[net.micro.pc] What does it take to port PC/DOS?

eugene@ames.UUCP (Eugene Miya) (04/03/86)

Please send mail directly back to me, I do not normally read this
news.group.

I was wondering what it takes to port PC/MS/DOS [Time, software, license,
etc.].  Suppose I gave you a radically different architecture.  Let's
say, as the joke when in the past, I gave you a Cray.  A real Cray- X-MP.
I want be serious about this.  Ignore the hardware cost [well I guess a
Cray is not that radically different: 64-bit word oriented rather than
byte oriented architecture, vector instruction set].  I assume some
but not all utilities such as those written in higher-level languages
might be portable.  What would it take?  I gave this thought because
I just gave a talk on supercomputers at CSU Fresno and this thought
about evolution occurred to me.  If we can keep increasing micro Si performance,
is there anything to really stop MS/DOS from moving to a Cray performance
hardware architecture?  I note that MS/DOS is looking more and more like Unix
as time progresses, does that stop?

Anyone familiar with the internals of VMS is also welcome to respond.
What do you think it would take to port VMS to a Cray.

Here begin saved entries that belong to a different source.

//! Transitions
//!
//! Interpolates one property from the value it had before a style change
//! to its new intrinsic value.

use crate::animated_style::AnimatedStyle;
use crate::easing::Easing;
use crate::progress_tracker::{ProgressState, ProgressTracker};
use crate::properties::PropertyId;
use crate::values::CssValue;

#[derive(Debug, Clone, PartialEq)]
pub struct CssTransition {
    property: PropertyId,
    start: CssValue,
    easing: Easing,
    tracker: ProgressTracker,
}

impl CssTransition {
    /// Start a transition of `property` away from `start`. Times are in
    /// microseconds.
    pub fn new(
        property: PropertyId,
        start: CssValue,
        easing: Easing,
        timestamp: i64,
        duration: i64,
        delay: i64,
        slowdown: f64,
    ) -> Self {
        let mut tracker = ProgressTracker::with_slowdown(slowdown);
        tracker.start(duration, delay, 1.0);
        tracker.advance_frame(timestamp);

        tracing::trace!(property = property.name(), duration, delay, "starting transition");

        Self {
            property,
            start,
            easing,
            tracker,
        }
    }

    pub fn property(&self) -> PropertyId {
        self.property
    }

    pub fn start_value(&self) -> &CssValue {
        &self.start
    }

    pub fn tracker(&self) -> &ProgressTracker {
        &self.tracker
    }

    pub fn advance(&self, timestamp: i64) -> Self {
        let mut next = self.clone();
        next.tracker.advance_frame(timestamp);
        next
    }

    pub fn apply_values(&self, style: &mut AnimatedStyle) {
        let value = match self.tracker.state() {
            ProgressState::Before => self.start.clone(),
            ProgressState::During => {
                let end = style.intrinsic_value(self.property);
                let progress = self.easing.transform(self.tracker.progress(false));
                self.start
                    .transition(end, progress)
                    .unwrap_or_else(|| end.clone())
            }
            ProgressState::After => return,
        };
        style.set_animated_value(self.property, value);
    }

    pub fn is_finished(&self) -> bool {
        self.tracker.state() == ProgressState::After
    }

    pub fn is_static(&self) -> bool {
        self.is_finished()
    }
}

#[cfg(test)]
mod tests {
    use super::*;

    #[test]
    fn test_lifecycle() {
        let transition = CssTransition::new(
            PropertyId::Opacity,
            CssValue::number(0.0),
            Easing::LINEAR,
            1_000,
            100,
            50,
            1.0,
        );
        assert_eq!(transition.property(), PropertyId::Opacity);
        assert_eq!(transition.start_value(), &CssValue::number(0.0));
        assert_eq!(transition.tracker().state(), ProgressState::Before);

        let during = transition.advance(1_100);
        assert_eq!(during.tracker().state(), ProgressState::During);
        assert!(!during.is_finished());

        let after = during.advance(1_200);
        assert!(after.is_finished());
        assert!(after.is_static());
    }
}
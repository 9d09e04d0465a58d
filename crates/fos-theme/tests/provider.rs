//! Stylesheet loading: printing, diagnostics and imports

use fos_theme::{CssErrorKind, EngineConfig, MapResolver, StyleNode, StyleProvider, StyleTree};

fn provider() -> StyleProvider {
    StyleProvider::with_config(EngineConfig::default())
}

const THEME: &str = r#"
@define-color accent #ff0000;
@define-color accent_dim alpha(@accent, 0.5);

@keyframes pulse {
  from { opacity: 0.2 }
  50% { opacity: 1 }
  to { opacity: 0.2 }
}

@binding-set Edit {
  bind "<Control>a" { "select-all" () };
}

button.suggested-action:hover, label {
  color: @accent;
  margin-top: 4px;
}

window > box button {
  background-color: @accent_dim;
  -FooButton-spacing: 6;
}
"#;

#[test]
fn test_print_round_trip() {
    let mut first = provider();
    first.load_from_data(THEME).unwrap();
    assert_eq!(first.rulesets().len(), 3);

    let printed = first.to_string();
    let mut second = provider();
    second.load_from_data(&printed).unwrap();

    assert_eq!(second.to_string(), printed);
    assert_eq!(second.rulesets().len(), first.rulesets().len());
    assert_eq!(second.get_color("accent"), first.get_color("accent"));
    assert_eq!(second.get_keyframes("pulse"), first.get_keyframes("pulse"));
    assert_eq!(second.binding_set("Edit"), first.binding_set("Edit"));
}

#[test]
fn test_print_sorts_declarations() {
    let mut provider = provider();
    provider.load_from_data("a { opacity: 1; color: #000000; }").unwrap();
    let printed = provider.to_string();
    let color = printed.find("color:").unwrap();
    let opacity = printed.find("opacity:").unwrap();
    assert!(color < opacity, "{printed}");
}

#[test]
fn test_partial_content_survives_errors() {
    let mut provider = provider();
    let result = provider.load_from_data(
        "a { color: #ff0000 } b { color: } c { opacity: 0.5; margin-top: 1px 2px 3px 4px 5px } d { opacity: 1 }",
    );

    let error = result.unwrap_err();
    assert_eq!(error.kind, CssErrorKind::Syntax);
    assert!(provider.errors().len() >= 2);

    let selectors: Vec<String> = provider.rulesets().iter().map(|r| r.selector().to_string()).collect();
    assert_eq!(selectors, vec!["a", "c", "d"]);
}

#[test]
fn test_rules_after_broken_keyframes_survive() {
    for text in [
        "@keyframes k { 120% { opacity: 1 } } a { opacity: 0.5 } b { opacity: 0.25 }",
        "@keyframes k { from { opacity: 0 } 50% opacity: 1; } a { opacity: 0.5 } b { opacity: 0.25 }",
        "@keyframes k { from { opacity: 0 } bogus { opacity: 1 } to { opacity: 1 } } a { opacity: 0.5 } b { opacity: 0.25 }",
    ] {
        let mut provider = provider();
        let error = provider.load_from_data(text).unwrap_err();
        assert_eq!(error.kind, CssErrorKind::Syntax, "{text}");
        assert_eq!(provider.errors().len(), 1, "{text}: {:?}", provider.errors().errors());
        assert!(provider.get_keyframes("k").is_none(), "{text}");

        let selectors: Vec<String> = provider.rulesets().iter().map(|r| r.selector().to_string()).collect();
        assert_eq!(selectors, vec!["a", "b"], "{text}");
    }
}

#[test]
fn test_deprecations_are_warnings() {
    let mut provider = provider();
    let result = provider.load_from_data("a:prelight { opacity: 1 } @binding-set X { unbind \"a\"; };");
    assert!(result.is_ok());
    assert_eq!(provider.errors().warnings().count(), 2);
    assert_eq!(provider.errors().hard_errors().count(), 0);
}

#[test]
fn test_load_replaces_previous_contents() {
    let mut provider = provider();
    let _ = provider.load_from_data("@define-color a #000000; bogus { frob: 1 }");
    assert!(!provider.errors().is_empty());

    provider.load_from_data("b { opacity: 1 }").unwrap();
    assert!(provider.errors().is_empty());
    assert!(provider.get_color("a").is_none());
    assert_eq!(provider.rulesets().len(), 1);
}

#[test]
fn test_import() {
    let resolver = MapResolver::new()
        .with("base.css", "@define-color fg #00ff00; a { opacity: 0.5 }")
        .with("broken.css", "x { frob: 1 }");

    let mut provider = provider();
    provider
        .load_named("@import url(\"base.css\");\nb { color: @fg }", Some("main.css"), &resolver)
        .unwrap();
    assert_eq!(provider.rulesets().len(), 2);
    assert!(provider.get_color("fg").is_some());

    let result = provider.load_named("@import 'broken.css';", Some("main.css"), &resolver);
    let error = result.unwrap_err();
    assert_eq!(error.kind, CssErrorKind::Name);
    assert_eq!(error.section.file(), Some("broken.css"));
}

#[test]
fn test_import_failures() {
    let resolver = MapResolver::new().with("loop.css", "@import \"loop.css\";");

    let mut provider = provider();
    let error = provider
        .load_named("@import \"loop.css\";", Some("loop.css"), &resolver)
        .unwrap_err();
    assert_eq!(error.kind, CssErrorKind::Import);
    assert_eq!(error.message, "Loading 'loop.css' would recurse");

    let error = provider
        .load_named("@import \"missing.css\";", Some("main.css"), &resolver)
        .unwrap_err();
    assert_eq!(error.kind, CssErrorKind::Import);
    assert_eq!(error.message, "Failed to import: No such document 'missing.css'");

    let error = provider.load_from_data("@import \"x.css\"").unwrap_err();
    assert_eq!(error.message, "expected semicolon");
}

#[test]
fn test_nested_import_recursion() {
    let resolver = MapResolver::new()
        .with("a.css", "@import \"b.css\"; a { opacity: 1 }")
        .with("b.css", "@import \"a.css\"; b { opacity: 1 }");

    let mut provider = provider();
    let error = provider.load_named("@import \"a.css\";", None, &resolver).unwrap_err();
    assert_eq!(error.message, "Loading 'a.css' would recurse");
    assert_eq!(provider.rulesets().len(), 2);
}

#[test]
fn test_widget_style_lookup() {
    let mut provider = provider();
    provider.load_from_data(THEME).unwrap();

    let mut tree = StyleTree::new();
    let window = tree.add_root(StyleNode::new("window"));
    let vbox = tree.append_child(window, StyleNode::new("box"));
    let button = tree.append_child(vbox, StyleNode::new("button"));

    let spacing = provider.widget_style_property(&tree.matcher(button), "-FooButton-spacing");
    assert_eq!(spacing.map(|w| w.value.as_str()), Some("6"));
    assert!(
        provider
            .widget_style_property(&tree.matcher(vbox), "-FooButton-spacing")
            .is_none()
    );
}
fn is_nmchar(c: char) -> bool {
    c.is_ascii_alphanumeric() || c == '-' || c == '_'
}

/// Characters `resync` has to look at
fn is_resync_special(c: char) -> bool {
    matches!(c, '\\' | '"' | '\'' | '/' | '(' | ')' | '[' | ']' | '{' | '}' | ';' | '\r' | '\n')
}

/// Stylesheet cursor
pub struct CssParser<'a> {
    data: &'a str,
    pos: usize,
    line: usize,
    line_start: usize,
    file: Option<Arc<str>>,
    /// Parent of the outermost section, set for imported documents
    base_section: Option<CssSection>,
    sections: Vec<CssSection>,
    errors: Vec<CssError>,
}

I'm not implying that I plan to do this.  It a combination of looking
back on some discussions we had three years ago and reflecting,
looking ahead a bit, and the fact that I can on occasion get a Cray
class machine to myself for my research, stand-alone (working on a
future-power micro computer, maybe?).  I've been moving radically
languages to the 2, and this is not-unrealistic.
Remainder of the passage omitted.